We follow Chelsey as she moves in with her Aunt Chris. While she loves her aunt, it is not an easy fit for either of them. Chelsey can't help but feel like a burden while her aunt, whose adult sons have moved out of the house, has a hard time getting used to having a teenage girl in her care. Chelsey's biracial identity (her mother was white and her father black) also makes her feel out of place when living with her white aunt. In addition, Chelsey struggles to fit in at her new high school, the School for Creative and Performing Arts. Although she has chosen to attend the school herself, the shy and still mourning adolescent has a difficult time making friends.
One of the most poignant sections of the book is when, several months after moving in with her aunt, the family decides to sell the house where Chelsey and her father lived and she must say goodbye to the place where she and her father shared so many memories. Another is when her father's girlfriend recounts in detail the events of her father's last evening. The failure to apprehend her father's murderer makes closure that much harder. As she writes in a letter to her father read at a memorial service a year after his death, “What hurts the most is that you were killed, and that no one has been caught so far.”

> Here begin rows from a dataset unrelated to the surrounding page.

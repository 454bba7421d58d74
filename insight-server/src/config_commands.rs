use anyhow::{Context, Result};
use std::path::Path;

use insight_types::GatewayConfig;

use crate::cli::{LandingArgs, ServeOverrides};

/// Defaults, then the config file, then CLI/env overrides. Validated.
pub fn load_effective_config(
    path: Option<&Path>,
    overrides: &ServeOverrides,
) -> Result<GatewayConfig> {
    let mut config = match path {
        Some(path) => GatewayConfig::load_from_file(path)
            .with_context(|| format!("Failed to load config from {}", path.display()))?,
        None => GatewayConfig::default(),
    };

    apply_overrides(&mut config, overrides);

    config.validate_config().context("Invalid configuration")?;
    Ok(config)
}

pub fn apply_overrides(config: &mut GatewayConfig, overrides: &ServeOverrides) {
    if let Some(host) = &overrides.host {
        config.host.clone_from(host);
    }
    if let Some(port) = overrides.port {
        config.port = port;
    }
    if let Some(url) = &overrides.backend_url {
        config.backend_url = url.trim().trim_end_matches('/').to_string();
    }
    if let Some(dir) = &overrides.static_dir {
        config.static_dir = Some(dir.clone());
    }
    if let Some(secs) = overrides.request_timeout {
        config.request_timeout_secs = Some(secs);
    }
}

pub fn apply_landing_args(config: &mut GatewayConfig, args: &LandingArgs) {
    if let Some(entry) = &args.entry {
        config.landing.entry.clone_from(entry);
    }
    if let Some(out_dir) = &args.out_dir {
        config.landing.out_dir.clone_from(out_dir);
    }
    if let Some(bundler) = &args.bundler {
        config.landing.bundler.clone_from(bundler);
    }
}

pub fn show_config(config: &GatewayConfig) -> Result<()> {
    println!("{}", serde_json::to_string_pretty(config)?);
    Ok(())
}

There is no single cathartic moment of healing for Chelsey, but rather a gradual acceptance and healing. She slowly opens up to her classmates and forms new friendships, spurred in part by her participation in creative writing programs and the Young Women's Feminist Leadership Academy. She discusses her evolving spiritual and religious identity, which culminates in her rejection of Catholicism and identification as an atheist.
While we can all imagine the horror of losing a parent at a young age, particularly through a violent act, Chelsey is successful because it follows the protagonist through the aftermath of this life-altering event to show how her irrevocably changed life continues. Bravo to Chelsey Shannon for baring her innermost emotions in this honest and courageous memoir.